INTRODUCTION: Parkinson's disease (PD) is a progressive neurodegenerative disorder for which there is no cure. Diabetes is one of the risk factors for developing PD. Tirzepatide is a novel long-acting glucagon-like peptide-1 (GLP-1) and glucose-dependent insulinotropic polypeptide (GIP) receptor agonist that is on the market as a treatment for diabetes. Importantly, two phase II trials in PD patients showed good effects with the GLP-1 receptor agonists Exendin-4 and Lixisenatide.

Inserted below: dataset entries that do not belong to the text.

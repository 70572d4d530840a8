pub mod client;
pub mod test_server;
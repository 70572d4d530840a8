use std::fmt::{Display, Formatter};

/// HTTP version "HTTP/1.0"
pub const HTTP_VERSION_1_0: &str = "HTTP/1.0";
/// HTTP version "HTTP/1.1"
pub const HTTP_VERSION_1_1: &str = "HTTP/1.1";

/// A supported HTTP version.
#[derive(Debug, Copy, Clone, PartialEq, Eq)]
pub enum Version {
    Http10,
    Http11,
}

impl Version {
    /// Gets the version from the raw version string. Returns None if the version is not supported.
    pub fn parse(raw: &str) -> Option<Version> {
        match raw {
            HTTP_VERSION_1_0 => Some(Version::Http10),
            HTTP_VERSION_1_1 => Some(Version::Http11),
            _ => None
        }
    }

    /// Whether connections stay open after a response unless the client asks otherwise.
    pub fn keeps_alive_by_default(&self) -> bool {
        *self == Version::Http11
    }
}

impl Display for Version {
    fn fmt(&self, f: &mut Formatter<'_>) -> std::fmt::Result {
        f.write_str(match self {
            Version::Http10 => HTTP_VERSION_1_0,
            Version::Http11 => HTTP_VERSION_1_1,
        })
    }
}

METHODS: We have developed a dual GLP-1/GIP receptor agonist (DA5-CH) that can cross the blood-brain barrier (BBB) at a higher rate than Tirzepatide. Here, we tested Exendin-4, Tirzepatide and DA5-CH in the 6-OHDA-lesion rat model of PD. The drug treatment was daily (10 nmol/kg, ip.) for 30 days.
RESULTS: DA5-CH was more effective than Tirzepatide or Exendin-4. In the substantia nigra, dopaminergic neurons were protected, with DA5-CH being most effective. Dopamine levels in the striatum were normalized by DA5-CH, while Exendin-4 was less effective, and Tirzepatide was ineffective. The inflammation response in the lesioned striatum was reduced by the drugs as shown in reduced IL-6 and TNF-α levels, with DA5-CH being more effective than Exendin-4, and Tirzepatide showing minimal effects. Furthermore, the α-synuclein levels in the substantia nigra were reduced by DA5-CH, superior to Exendin-4 and Tirzepatide.
DISCUSSION: Therefore, DA5-CH was more effective and may be a better therapeutic drug for neurodegenerative disorders such as PD compared to Tirzepatide or Exendin-4.